*** Source material Section Begins ***
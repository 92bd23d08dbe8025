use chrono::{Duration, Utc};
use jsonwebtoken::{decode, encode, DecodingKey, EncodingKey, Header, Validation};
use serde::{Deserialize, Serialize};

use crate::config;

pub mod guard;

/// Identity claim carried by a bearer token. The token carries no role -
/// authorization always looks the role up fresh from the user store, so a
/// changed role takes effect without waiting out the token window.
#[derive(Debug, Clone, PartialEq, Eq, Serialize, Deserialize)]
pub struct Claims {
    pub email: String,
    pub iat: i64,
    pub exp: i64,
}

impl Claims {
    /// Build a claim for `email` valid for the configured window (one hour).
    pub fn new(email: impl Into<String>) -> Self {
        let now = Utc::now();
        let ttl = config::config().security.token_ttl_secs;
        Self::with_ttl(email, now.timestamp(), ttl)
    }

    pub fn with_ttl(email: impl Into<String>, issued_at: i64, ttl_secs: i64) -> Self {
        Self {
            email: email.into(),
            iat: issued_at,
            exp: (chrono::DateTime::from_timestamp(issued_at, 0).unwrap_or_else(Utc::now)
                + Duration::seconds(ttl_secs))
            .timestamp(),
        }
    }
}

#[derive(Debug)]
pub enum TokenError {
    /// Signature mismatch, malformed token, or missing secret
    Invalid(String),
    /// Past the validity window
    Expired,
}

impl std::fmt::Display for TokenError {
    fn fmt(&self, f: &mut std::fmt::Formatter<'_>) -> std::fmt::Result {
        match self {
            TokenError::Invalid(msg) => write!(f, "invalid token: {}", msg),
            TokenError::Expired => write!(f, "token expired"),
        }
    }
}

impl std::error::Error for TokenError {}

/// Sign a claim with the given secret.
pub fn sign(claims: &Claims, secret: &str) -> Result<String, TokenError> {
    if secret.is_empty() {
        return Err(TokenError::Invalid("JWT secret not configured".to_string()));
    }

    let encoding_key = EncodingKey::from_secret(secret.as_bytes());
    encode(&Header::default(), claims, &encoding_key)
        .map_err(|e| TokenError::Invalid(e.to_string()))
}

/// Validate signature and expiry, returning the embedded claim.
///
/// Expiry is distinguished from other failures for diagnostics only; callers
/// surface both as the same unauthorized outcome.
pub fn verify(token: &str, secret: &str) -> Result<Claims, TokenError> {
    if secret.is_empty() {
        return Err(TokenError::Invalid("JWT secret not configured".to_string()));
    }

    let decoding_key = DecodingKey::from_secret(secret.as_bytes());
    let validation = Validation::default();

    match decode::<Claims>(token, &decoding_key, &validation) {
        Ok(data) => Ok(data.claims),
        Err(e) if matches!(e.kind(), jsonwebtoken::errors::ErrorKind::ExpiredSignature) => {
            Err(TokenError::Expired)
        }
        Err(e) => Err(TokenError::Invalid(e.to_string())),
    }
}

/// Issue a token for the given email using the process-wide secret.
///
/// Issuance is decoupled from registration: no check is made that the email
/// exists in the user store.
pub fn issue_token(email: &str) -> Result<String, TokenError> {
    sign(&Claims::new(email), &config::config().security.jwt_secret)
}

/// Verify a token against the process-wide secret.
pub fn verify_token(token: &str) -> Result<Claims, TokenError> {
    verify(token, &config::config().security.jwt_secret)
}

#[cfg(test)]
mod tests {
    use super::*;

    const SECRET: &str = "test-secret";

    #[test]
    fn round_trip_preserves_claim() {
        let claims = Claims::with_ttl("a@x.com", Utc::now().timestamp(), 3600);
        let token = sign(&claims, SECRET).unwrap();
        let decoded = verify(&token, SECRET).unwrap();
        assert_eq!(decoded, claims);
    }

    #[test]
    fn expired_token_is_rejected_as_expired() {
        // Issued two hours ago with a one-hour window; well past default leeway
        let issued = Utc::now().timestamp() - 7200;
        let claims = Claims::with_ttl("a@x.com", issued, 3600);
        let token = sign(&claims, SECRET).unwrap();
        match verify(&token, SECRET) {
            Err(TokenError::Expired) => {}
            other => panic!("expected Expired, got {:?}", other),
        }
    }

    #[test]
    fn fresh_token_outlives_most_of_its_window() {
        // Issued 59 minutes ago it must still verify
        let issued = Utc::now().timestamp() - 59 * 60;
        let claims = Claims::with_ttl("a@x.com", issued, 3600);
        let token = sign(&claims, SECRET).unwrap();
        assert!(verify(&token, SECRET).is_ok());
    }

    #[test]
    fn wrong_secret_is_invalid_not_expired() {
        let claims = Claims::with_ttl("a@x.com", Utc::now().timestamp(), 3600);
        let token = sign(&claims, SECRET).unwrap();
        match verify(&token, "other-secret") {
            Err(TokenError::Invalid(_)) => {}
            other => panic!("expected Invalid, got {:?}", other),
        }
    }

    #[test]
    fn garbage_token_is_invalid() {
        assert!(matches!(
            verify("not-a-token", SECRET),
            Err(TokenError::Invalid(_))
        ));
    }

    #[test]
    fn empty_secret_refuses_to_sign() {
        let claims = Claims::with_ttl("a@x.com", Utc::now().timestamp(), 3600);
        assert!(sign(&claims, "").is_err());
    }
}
*** Source material Section Ends ***
Repeat exactly, please, each line from the beginning of the data through the line with "let now = Utc::now();" in it, and only those lines.

* [Solution to this exercise]:
repository 92bd23d08dbe8025
use chrono::{Duration, Utc};
use jsonwebtoken::{decode, encode, DecodingKey, EncodingKey, Header, Validation};
use serde::{Deserialize, Serialize};

use crate::config;

pub mod guard;

/// Identity claim carried by a bearer token. The token carries no role -
/// authorization always looks the role up fresh from the user store, so a
/// changed role takes effect without waiting out the token window.
#[derive(Debug, Clone, PartialEq, Eq, Serialize, Deserialize)]
pub struct Claims {
    pub email: String,
    pub iat: i64,
    pub exp: i64,
}

impl Claims {
    /// Build a claim for `email` valid for the configured window (one hour).
    pub fn new(email: impl Into<String>) -> Self {
        let now = Utc::now();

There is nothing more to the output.